Member of the Scottish Parliament for Mid Scotland and Fife (1 of 7 Regional MSPs)
- In office 1 May 2003 – 22 March 2011

Personal details
- Born: Edward Brocklebank 24 September 1942 (age 83) St Andrews, Scotland
- Party: Scottish Conservative Party
- Education: Madras College
- Alma mater: University of St Andrews

= Ted Brocklebank =

Scottish politician (born 1942)

Edward Brocklebank (born 24 September 1942) is a Scottish Conservative politician. He was a Member of the Scottish Parliament (MSP) for the Mid Scotland and Fife from 2003 to 2011.

==Education==
Brocklebank was educated at Madras College in St Andrews and after leaving school, he pursued a career in journalism at the Dundee-based DC Thomson & Co. Brocklebank returned to education later in life, and graduated from the University of St Andrews in 2017 with a degree in History and English at the age of 75.

==Career==
Brocklebank was previously a journalist and a television producer, having been Head of News and Current Affairs at Grampian Television. He stood for the Fife North East constituency in the 1999 Scottish Parliament election, coming second to Liberal Democrat Iain Smith. This was repeated in the 2003 election, although the Conservatives' share of the vote increased. This time however, Brocklebank was elected through the regional list for Mid Scotland and Fife.
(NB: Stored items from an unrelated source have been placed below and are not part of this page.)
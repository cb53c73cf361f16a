use serde::{Deserialize, Serialize};

use crate::domain::market_data::Symbol;

/// One tracked symbol. Serialized as `{ "symbol": .., "addedAt": .. }`.
#[derive(Debug, Clone, PartialEq, Eq, Serialize, Deserialize)]
pub struct WatchlistEntry {
    pub symbol: Symbol,
    #[serde(rename = "addedAt")]
    pub added_at: u64,
}

/// User-curated symbols, unique by symbol, in insertion order.
#[derive(Debug, Clone, Default, PartialEq, Eq, Serialize, Deserialize)]
#[serde(transparent)]
pub struct Watchlist {
    entries: Vec<WatchlistEntry>,
}

impl Watchlist {
    pub fn new() -> Self {
        Self::default()
    }

    /// Add unless already present. Returns whether the list changed.
    pub fn add(&mut self, symbol: Symbol, added_at: u64) -> bool {
        if self.contains(&symbol) {
            return false;
        }
        self.entries.push(WatchlistEntry { symbol, added_at });
        true
    }

    /// Returns whether the list changed.
    pub fn remove(&mut self, symbol: &Symbol) -> bool {
        let before = self.entries.len();
        self.entries.retain(|entry| &entry.symbol != symbol);
        self.entries.len() != before
    }

    pub fn contains(&self, symbol: &Symbol) -> bool {
        self.entries.iter().any(|entry| &entry.symbol == symbol)
    }

    pub fn entries(&self) -> &[WatchlistEntry] {
        &self.entries
    }

    pub fn len(&self) -> usize {
        self.entries.len()
    }

    pub fn is_empty(&self) -> bool {
        self.entries.is_empty()
    }
}
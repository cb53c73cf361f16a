//! Browser adapters: console logging, storage, the synthetic feed and the
//! canvas chart surface.

pub mod feed;
pub mod rendering;
pub mod services;
pub mod storage;

pub use feed::SyntheticMarketFeed;
pub use services::{BrowserRandom, BrowserTimeProvider, ConsoleLogger};
pub use storage::{KeyValueStore, LocalStorage, MemoryStorage, PersistentSlot};

/// Render a `JsValue` thrown by a browser API into something loggable.
pub fn describe_js_error(value: &wasm_bindgen::JsValue) -> String {
    value.as_string().unwrap_or_else(|| format!("{:?}", value))
}
use futures::future::LocalBoxFuture;

use crate::domain::errors::AppResult;
use crate::domain::market_data::{MarketSnapshot, Symbol};

/// Source of market snapshots.
///
/// Only a synthetic implementation exists; a real exchange client would slot
/// in here without touching the cache or the chart.
pub trait MarketFeed {
    fn snapshot<'a>(&'a self, symbol: &'a Symbol) -> LocalBoxFuture<'a, AppResult<MarketSnapshot>>;
}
Brocklebank was the rural affairs spokesman of the Scottish Conservative and Unionist Party, and a member of the party's Shadow Cabinet. In February 2007 he resigned from the Shadow Cabinet after David Cameron changed the party's stance on fisheries, specifically the threat of withdrawal from the EU's Common Fisheries Policy. Mr Brocklebank did not seek re-election at the 2011 Scottish Parliament election.